With less than a month to go, I finally finished a project that began in February – refinishing Cirila’s exterior teak. Admittedly, June – September was spent in the pool rather than “on the teak” because Texas summers are oppressive. Not even the egrets like being outdoors; its much worse for us mammals.
Sadly, I took the prior 3 years off from doing proper maintenance on our “brightwork”, making this a much bigger job than it needed to be.
Boaters generally despise exterior teak because it’s maintenance intense. But when taken care of, it sure is pretty. Some boats just deserve to be dressed up in teak. Grand Banks’ and Hans Christians come to mind. So do Kadey Krogen 42’s.
Cirila’s teak is abundant. Above you can see teak hand and cap rails on the foredeck, and an “eyebrow”, handholds, doors, and name-plates on the pilothouse. Moving aft, there’s a cap rail, window frames, double doors, and another eyebrow trimming the upper deck. I’d hate to buy all that teak today!

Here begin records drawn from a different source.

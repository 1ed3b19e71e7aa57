//! Foundation types.
//!
//! - [`Cursor`] - bounds-checked scanner used by both parsers
//! - [`TextSize`] - byte offsets reported in errors
//!
//! This module has NO dependencies on other altlink modules.

mod cursor;

pub use cursor::{Cursor, CursorOutOfBounds};

// Re-export text-size types for convenience
pub use text_size::{self, TextSize};
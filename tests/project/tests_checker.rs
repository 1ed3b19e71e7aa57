//! Batch checking of annotated members.

use altlink::parser::ErrorCode;
use altlink::project::{FlagEntry, PolicyError};
use altlink::{AlternativesChecker, AnnotatedMember, PolicyConfig};

use crate::helpers::catalog_fixtures::*;

fn members() -> Vec<AnnotatedMember> {
    vec![
        AnnotatedMember::new("Landroid/widget/Toast;->mNextView:Landroid/view/View;")
            .with_max_target_level(29)
            .with_public_alternatives("Use {@link #setText(int)}."),
        AnnotatedMember::new("Landroid/widget/Toast;->mDuration:I")
            .with_expected_signature("Landroid/widget/Toast;->mDuration:J"),
        AnnotatedMember::new("Landroid/widget/Toast;->getWindowParams()V")
            .with_max_target_level(30),
        AnnotatedMember::new("Landroid/widget/Toast;->mTN:I"),
        AnnotatedMember::new("Landroid/widget/Toast;->mGravity:I").with_max_target_level(25),
        AnnotatedMember::new("Landroid/widget/Toast;->mX:I")
            .with_max_target_level(28)
            .with_public_alternatives("{@link #setGravity}"),
    ]
}

#[test]
fn test_check_all_reports_every_member() {
    let catalog = public_catalog();
    let policy = PolicyConfig::default();
    let report = AlternativesChecker::new(&catalog, &policy).check_all(&members());

    assert_eq!(
        report.flags,
        vec![
            FlagEntry {
                signature: "Landroid/widget/Toast;->mNextView:Landroid/view/View;".into(),
                flag: "max-target-q".into(),
            },
            FlagEntry {
                signature: "Landroid/widget/Toast;->mTN:I".into(),
                flag: "unsupported".into(),
            },
            FlagEntry {
                signature: "Landroid/widget/Toast;->mX:I".into(),
                flag: "max-target-p".into(),
            },
        ]
    );

    let codes: Vec<_> = report.findings.iter().map(|f| f.error.code()).collect();
    assert_eq!(codes, vec![ErrorCode::E0401, ErrorCode::E0305, ErrorCode::E0402]);
    assert!(matches!(
        report.findings[2].error,
        PolicyError::InvalidThreshold { level: 25 }
    ));
}

#[test]
fn test_check_all_is_deterministic() {
    let catalog = public_catalog();
    let policy = PolicyConfig::default();
    let checker = AlternativesChecker::new(&catalog, &policy);
    assert_eq!(checker.check_all(&members()), checker.check_all(&members()));
}

#[test]
fn test_diagnostics_include_member_signature() {
    let catalog = public_catalog();
    let policy = PolicyConfig::default();
    let report = AlternativesChecker::new(&catalog, &policy).check_all(&members());

    let rendered: Vec<_> = report.diagnostics().map(|d| d.to_string()).collect();
    assert_eq!(rendered.len(), 3);
    assert!(rendered[1].starts_with("error[E0305]: Landroid/widget/Toast;->getWindowParams()V"));
}

#[test]
fn test_empty_batch() {
    let catalog = public_catalog();
    let policy = PolicyConfig::default();
    let report = AlternativesChecker::new(&catalog, &policy).check_all(&[]);
    assert!(report.is_clean());
    assert!(report.flags.is_empty());
}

The process is straight forward, but with a lot of steps.
- Repair – There were two spots that needed an epoxy injection to address some rot. I drilled various access holes in the rotted areas and rebuilt them from the inside out by injecting marine epoxy into the wood, then repaired and faired the wood surface using the equivalent of JB Weld for wood. I also took this chance to rebed some screws in the cap rail, and repair some old screw holes.
- Strip – The old “varnish” was peeling off in numerous places. Once I began removing this, I made an early decision to just strip all the old off and get back down to bare wood. I stripped 95% of all of it using an industrial hot air gun, 2 different scrapers, and wood chisel. Stripping old “Honey Teak” , which is a two-part urethane enamel, is not for the weary or fainthearted. This was, without doubt, the worst part of the job.

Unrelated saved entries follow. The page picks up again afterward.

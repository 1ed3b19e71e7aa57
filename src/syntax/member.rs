//! Canonical member reference shared by both grammars.
//!
//! A [`MemberReference`] is produced either from a packed member descriptor
//! (`Lfoo/Bar;->baz(I)V`) or from a documentation link body (`foo.Bar#baz(int)`).
//! Both land in the same dotted form so they can be compared directly.

use smol_str::SmolStr;
use std::fmt;

/// Separator used when rendering a parameter list.
pub const PARAMETER_SEPARATOR: &str = ", ";

/// `{package, class, member, parameters}` in display form.
///
/// - `member` is empty for a whole-class reference.
/// - `parameters` is the rendered parameter list (`"int, foo.Bar[]"`), empty for
///   fields, whole-class references and links that omitted the list.
///
/// The derived `Eq`/`Hash` are structural and exist so references can live in
/// hash sets. Call sites that compare references should pick a policy
/// explicitly through [`MemberReference::matches_exact`] or
/// [`MemberReference::matches_name`].
#[derive(Debug, Clone, PartialEq, Eq, Hash, PartialOrd, Ord)]
#[cfg_attr(feature = "serde", derive(serde::Serialize, serde::Deserialize))]
pub struct MemberReference {
    package: SmolStr,
    class: SmolStr,
    member: SmolStr,
    parameters: String,
}

impl MemberReference {
    pub fn new(
        package: impl Into<SmolStr>,
        class: impl Into<SmolStr>,
        member: impl Into<SmolStr>,
        parameters: impl Into<String>,
    ) -> Self {
        Self {
            package: package.into(),
            class: class.into(),
            member: member.into(),
            parameters: parameters.into(),
        }
    }

    /// A reference to a class as a whole.
    pub fn class(package: impl Into<SmolStr>, class: impl Into<SmolStr>) -> Self {
        Self::new(package, class, SmolStr::default(), String::new())
    }

    /// Build a reference from individually rendered parameter types.
    pub fn with_parameter_types<I, S>(
        package: impl Into<SmolStr>,
        class: impl Into<SmolStr>,
        member: impl Into<SmolStr>,
        parameter_types: I,
    ) -> Self
    where
        I: IntoIterator<Item = S>,
        S: AsRef<str>,
    {
        let mut parameters = String::new();
        for (i, ty) in parameter_types.into_iter().enumerate() {
            if i > 0 {
                parameters.push_str(PARAMETER_SEPARATOR);
            }
            parameters.push_str(ty.as_ref());
        }
        Self::new(package, class, member, parameters)
    }

    pub fn package(&self) -> &str {
        &self.package
    }

    pub fn class_name(&self) -> &str {
        &self.class
    }

    pub fn member(&self) -> &str {
        &self.member
    }

    /// Rendered parameter list, exactly as it will be compared.
    pub fn parameters(&self) -> &str {
        &self.parameters
    }

    /// Individual parameter types, split on the rendering separator.
    pub fn parameter_types(&self) -> impl Iterator<Item = &str> {
        self.parameters
            .split(PARAMETER_SEPARATOR)
            .filter(|ty| !ty.is_empty())
    }

    pub fn is_class_reference(&self) -> bool {
        self.member.is_empty()
    }

    pub fn has_parameters(&self) -> bool {
        !self.parameters.is_empty()
    }

    /// `package.Class`, or just `Class` in the unnamed package.
    pub fn qualified_class_name(&self) -> String {
        if self.package.is_empty() {
            self.class.to_string()
        } else {
            format!("{}.{}", self.package, self.class)
        }
    }

    /// Key identifying the owning class.
    pub fn class_key(&self) -> ClassKey {
        ClassKey {
            package: self.package.clone(),
            class: self.class.clone(),
        }
    }

    /// Key identifying the member while ignoring parameters.
    pub fn name_key(&self) -> NameKey {
        NameKey {
            package: self.package.clone(),
            class: self.class.clone(),
            member: self.member.clone(),
        }
    }

    /// All four components are equal.
    pub fn matches_exact(&self, other: &MemberReference) -> bool {
        self.matches_name(other) && self.parameters == other.parameters
    }

    /// Package, class and member are equal; parameters are ignored.
    pub fn matches_name(&self, other: &MemberReference) -> bool {
        self.package == other.package && self.class == other.class && self.member == other.member
    }
}

impl fmt::Display for MemberReference {
    fn fmt(&self, f: &mut fmt::Formatter<'_>) -> fmt::Result {
        if !self.package.is_empty() {
            write!(f, "{}.", self.package)?;
        }
        f.write_str(&self.class)?;
        if !self.member.is_empty() {
            write!(f, "#{}", self.member)?;
            if !self.parameters.is_empty() {
                write!(f, "({})", self.parameters)?;
            }
        }
        Ok(())
    }
}

/// `(package, class)` pair.
#[derive(Debug, Clone, PartialEq, Eq, Hash)]
pub struct ClassKey {
    pub package: SmolStr,
    pub class: SmolStr,
}

/// `(package, class, member)` triple used for name-only matching.
#[derive(Debug, Clone, PartialEq, Eq, Hash)]
pub struct NameKey {
    pub package: SmolStr,
    pub class: SmolStr,
    pub member: SmolStr,
}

- Prepare – The exposed wood then needs to be cleaned, sanded, and prepped for the finish. I used teak cleaner everywhere, and teak brightener to remove the “gray” in places where the old finish had completely pealed away, leaving the exposed teak to weather. These steps keep you from oversanding and turning that expensive teak to dust. I used either a palm sander or my Fein Multitool, first using 120 grit, followed by 220 grit. They say not to go much finer or the coating won’t adhere as well. Sanding was followed by another cleaning with water, a wipe down with tack cloth, then a final wipedown with
denatured alcohol, which opens the grains.
- Coating – I use a product called “Honey Teak” Signature Finish, made by Fabula Inc., of Stuart, FL. Honey Teak is a two-step, catalyzed acrylic urethane enamel coating. Fabula says that no varnish, teak oil or polyurethane coating can match the benefits or the performance of Honey Teak. An article in Practical Sailor from July 15, 2001 rates Honey Teak as having the best staying power among 8 coatings tested. The thing I like about it compared to standard varnish, is that it can be applied wet-on-wet – waiting about 3 hours between coats. Instead of 8-10 coats of varnish and each coat drying overnight, I put on 3 coats of tinted HoneyTeak, then 3 coats of the clear top coat – usually 2 coats in a day. When it dried well overnight, I’d resand with 400 grit, wipe down with tack cloth, then lay down another couple coats. The last step was very light buffing with a very fine scotch bright pad to remove some of the gloss and leave a more “satin” like appearance.
The total cost for all the Honey Teak, flow fluid thinner, catalyst, brushes, rags, paint cups, sandpaper, etc came in at about $700. Though I was not keeping close track, I’d estimate that it took me about 150 hours to complete. When finally complete, I ceremoneously retired 3 tee shirts and 2 pair of shorts. From here out, I’ll do a light sanding and lay down 1-2 maintenance coats each year, because I do not want to go through that again!
Thanks Lee. What joy packing up all the sandpaper and catalyst!